Attempts to harness religious arguments for political gains are explosive and they point to a dangerous shift in the conflict’s dynamics from a clash between two national movements to one that has greater religious overtones.

One of the lessons of history is that religious wars are much more difficult to contain and resolve. This is partly because a narrow and literalist interpretation of text and theology is all too often considered the only real and authentic voice of a particular religion and is used to stifle more open, conciliatory interpretations. However in the cacophony of the many voices that want to be heard in the Arab-Israeli context, may we be reminded that the religious voice, no matter which religion we are talking about, can also be a voice of moderation and hope.

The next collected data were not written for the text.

//! Root application component with routing and wallet wiring.

use leptos::prelude::*;
use leptos_meta::{MetaTags, Stylesheet, Title, provide_meta_context};
use leptos_router::{
    ParamSegment, StaticSegment,
    components::{Route, Router, Routes},
};

use crate::components::nav_bar::NavBar;
use crate::pages::{home::HomePage, my_account::MyAccountPage, token::TokenPage};
use crate::state::wallet::WalletState;
use crate::wallet::provider::default_provider;

/// HTML shell rendered on the server for SSR + hydration.
pub fn shell(options: LeptosOptions) -> impl IntoView {
    view! {
        <!DOCTYPE html>
        <html lang="en">
            <head>
                <meta charset="utf-8"/>
                <meta name="viewport" content="width=device-width, initial-scale=1"/>
                <AutoReload options=options.clone()/>
                <HydrationScripts options/>
                <MetaTags/>
            </head>
            <body>
                <App/>
            </body>
        </html>
    }
}

/// Root application component.
///
/// Owns the wallet state signal and hands it, with the provider, to the
/// components that need it. The server and the first client render both
/// start from the default state, which renders no wallet control.
#[component]
pub fn App() -> impl IntoView {
    provide_meta_context();

    let provider = default_provider();
    let wallet = RwSignal::new(WalletState::default());

    #[cfg(feature = "hydrate")]
    {
        let provider = provider.clone();
        Effect::new(move || {
            wallet.set(WalletState::snapshot(provider.as_ref()));
            let provider = provider.clone();
            crate::wallet::browser::watch_changes(move || {
                let next = WalletState::snapshot(provider.as_ref());
                if wallet.get_untracked() != next {
                    wallet.set(next);
                }
            });
        });
    }

    let connected_address =
        Signal::derive(move || wallet.with(|state| state.connected_address().map(str::to_owned)));

    view! {
        <Stylesheet id="leptos" href="/pkg/gallery.css"/>
        <Title text="Gallery"/>

        <Router>
            <NavBar wallet=wallet provider=provider/>
            <main class="page">
                <Routes fallback=|| "Page not found.".into_view()>
                    <Route path=StaticSegment("") view=HomePage/>
                    <Route
                        path=StaticSegment("my-account")
                        view=move || view! { <MyAccountPage connected_address=connected_address/> }
                    />
                    <Route
                        path=(StaticSegment("token"), ParamSegment("id"))
                        view=move || view! { <TokenPage connected_address=connected_address/> }
                    />
                </Routes>
            </main>
        </Router>
    }
}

In Judaism, we refer to a certain form of Judaism as Orthodox Judaism, the only stream that the state of Israel recognises as truly authentic. Yet despite prevalent assumptions, even within Orthodox Judaism one can find a spectrum of interpretation. It is precisely this spectrum which allows for different voices to be heard, particularly when it comes to the peace process. For example, the Shas party, the influential political Orthodox party of Sephardic Jews, has demonstrated in the past its support for territorial compromise with the Palestinians when it supported the Oslo Peace Process in the nineties. And while Shas has shifted to the right since then, as has much of Israeli society, it remains flexible when it comes to land for peace. This is in stark contrast to some of the other religious political parties in Israel which strongly oppose such a position.

How does Shas explain its greater willingness to compromise?

In addition to the mitzvah or “commandment” for Jews to return and live in the land of Israel that appears in the Torah (Numbers 33:53) there is also the concept of pikuach nefesh, or “saving a human life” (Leviticus 18:5), which can override other commandments. There are those who argue that if Israel withdraws from the Palestinian lands captured in the Six-Day War of 1967, and hand it over to the Palestinians so they can establish a state of their own, that will save lives by bringing the conflict to an end.

By contrast, for the parties that oppose territorial compromise, the commandment to settle the land of Israel takes precedence over the concept of saving a human life.
As this example shows, whether or not to apply pikuach nefesh to the prospect of Israel’s withdrawal from the West Bank and Gaza is open to interpretation.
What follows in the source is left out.